Work request = Where a line in the listing below contains the word "edges", copy that line.

Segment Start: Given entries

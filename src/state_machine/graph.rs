//! Transition table and completion predicates

use super::state::{StateData, WorkflowState};
use crate::config::ConfigError;
use serde::{Deserialize, Serialize};
use serde_json::Value;
use std::collections::HashMap;

static ALWAYS: CompletionRule = CompletionRule::Always;

/// When a state counts as complete.
///
/// Rules are data so that workflows can be described declaratively; evaluation
/// only reads [`StateData`].
#[derive(Debug, Clone, PartialEq, Serialize, Deserialize)]
#[serde(tag = "rule", rename_all = "snake_case")]
pub enum CompletionRule {
    /// No gating
    Always,
    /// A boolean flag must be `true`
    Flag { key: String },
    /// A key must hold one of the allowed values
    OneOf { key: String, allowed: Vec<Value> },
    /// A counter must have reached `min`
    AtLeast { key: String, min: u64 },
    /// Any nested rule is satisfied
    Any { rules: Vec<CompletionRule> },
}

impl CompletionRule {
    pub fn flag(key: impl Into<String>) -> Self {
        Self::Flag { key: key.into() }
    }

    pub fn one_of<V: Into<Value>>(key: impl Into<String>, allowed: impl IntoIterator<Item = V>) -> Self {
        Self::OneOf {
            key: key.into(),
            allowed: allowed.into_iter().map(Into::into).collect(),
        }
    }

    pub fn at_least(key: impl Into<String>, min: u64) -> Self {
        Self::AtLeast {
            key: key.into(),
            min,
        }
    }

    pub fn any(rules: impl IntoIterator<Item = CompletionRule>) -> Self {
        Self::Any {
            rules: rules.into_iter().collect(),
        }
    }

    pub fn is_satisfied(&self, data: &StateData) -> bool {
        match self {
            Self::Always => true,
            Self::Flag { key } => data.flag(key),
            Self::OneOf { key, allowed } => data.get(key).is_some_and(|v| allowed.contains(v)),
            Self::AtLeast { key, min } => data.counter(key) >= *min,
            Self::Any { rules } => rules.iter().any(|rule| rule.is_satisfied(data)),
        }
    }

    /// Whether evaluating this rule reads `key`
    pub fn depends_on(&self, key: &str) -> bool {
        match self {
            Self::Always => false,
            Self::Flag { key: k } | Self::OneOf { key: k, .. } | Self::AtLeast { key: k, .. } => {
                k == key
            }
            Self::Any { rules } => rules.iter().any(|rule| rule.depends_on(key)),
        }
    }

    /// Every key this rule reads, in rule order without duplicates
    pub fn keys(&self) -> Vec<&str> {
        let mut keys = Vec::new();
        self.collect_keys(&mut keys);
        keys
    }

    fn collect_keys<'a>(&'a self, keys: &mut Vec<&'a str>) {
        match self {
            Self::Always => {}
            Self::Flag { key } | Self::OneOf { key, .. } | Self::AtLeast { key, .. } => {
                if !keys.contains(&key.as_str()) {
                    keys.push(key);
                }
            }
            Self::Any { rules } => {
                for rule in rules {
                    rule.collect_keys(keys);
                }
            }
        }
    }
}

/// Static transition table plus per-state completion rules.
///
/// The table is total: every state in `S::ALL` has an entry, possibly empty.
#[derive(Debug, Clone)]
pub struct StateGraph<S: WorkflowState> {
    initial: S,
    edges: HashMap<S, Vec<S>>,
    rules: HashMap<S, CompletionRule>,
}

impl<S: WorkflowState> StateGraph<S> {
    pub fn builder(initial: S) -> StateGraphBuilder<S> {
        StateGraphBuilder {
            initial,
            edges: HashMap::new(),
            rules: HashMap::new(),
        }
    }

    /// Entry state for a fresh run
    pub fn initial(&self) -> S {
        self.initial
    }

    /// Every state in the workflow
    pub fn states(&self) -> &'static [S] {
        S::ALL
    }

    /// Ordered legal targets (empty for terminal states)
    pub fn legal_targets(&self, current: S) -> &[S] {
        self.edges.get(&current).map_or(&[], Vec::as_slice)
    }

    pub fn can_transition(&self, current: S, target: S) -> bool {
        self.legal_targets(current).contains(&target)
    }

    /// Completion rule for a state (`Always` when none was configured)
    pub fn rule(&self, state: S) -> &CompletionRule {
        self.rules.get(&state).unwrap_or(&ALWAYS)
    }

    pub fn is_complete(&self, current: S, data: &StateData) -> bool {
        self.rule(current).is_satisfied(data)
    }
}

/// Builder that validates totality of the transition table
pub struct StateGraphBuilder<S: WorkflowState> {
    initial: S,
    edges: HashMap<S, Vec<S>>,
    rules: HashMap<S, CompletionRule>,
}

impl<S: WorkflowState> StateGraphBuilder<S> {
    /// Declare the legal targets of `from`. Duplicates are dropped, order kept.
    #[must_use]
    pub fn edges(mut self, from: S, targets: impl IntoIterator<Item = S>) -> Self {
        let mut ordered: Vec<S> = Vec::new();
        for target in targets {
            if !ordered.contains(&target) {
                ordered.push(target);
            }
        }
        self.edges.insert(from, ordered);
        self
    }

    /// Declare a state with no outgoing edges
    #[must_use]
    pub fn terminal(self, state: S) -> Self {
        self.edges(state, [])
    }

    #[must_use]
    pub fn rule(mut self, state: S, rule: CompletionRule) -> Self {
        self.rules.insert(state, rule);
        self
    }

    pub fn build(self) -> Result<StateGraph<S>, ConfigError> {
        if let Some(missing) = S::ALL.iter().find(|s| !self.edges.contains_key(s)) {
            return Err(ConfigError::IncompleteTransitionTable {
                state: missing.name().to_string(),
            });
        }
        Ok(StateGraph {
            initial: self.initial,
            edges: self.edges,
            rules: self.rules,
        })
    }
}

Segment End: Given entries

Answer for the task =
    edges: HashMap<S, Vec<S>>,
            edges: HashMap::new(),
        self.edges.get(&current).map_or(&[], Vec::as_slice)
    edges: HashMap<S, Vec<S>>,
    pub fn edges(mut self, from: S, targets: impl IntoIterator<Item = S>) -> Self {
        self.edges.insert(from, ordered);
    /// Declare a state with no outgoing edges
        self.edges(state, [])
        if let Some(missing) = S::ALL.iter().find(|s| !self.edges.contains_key(s)) {
            edges: self.edges,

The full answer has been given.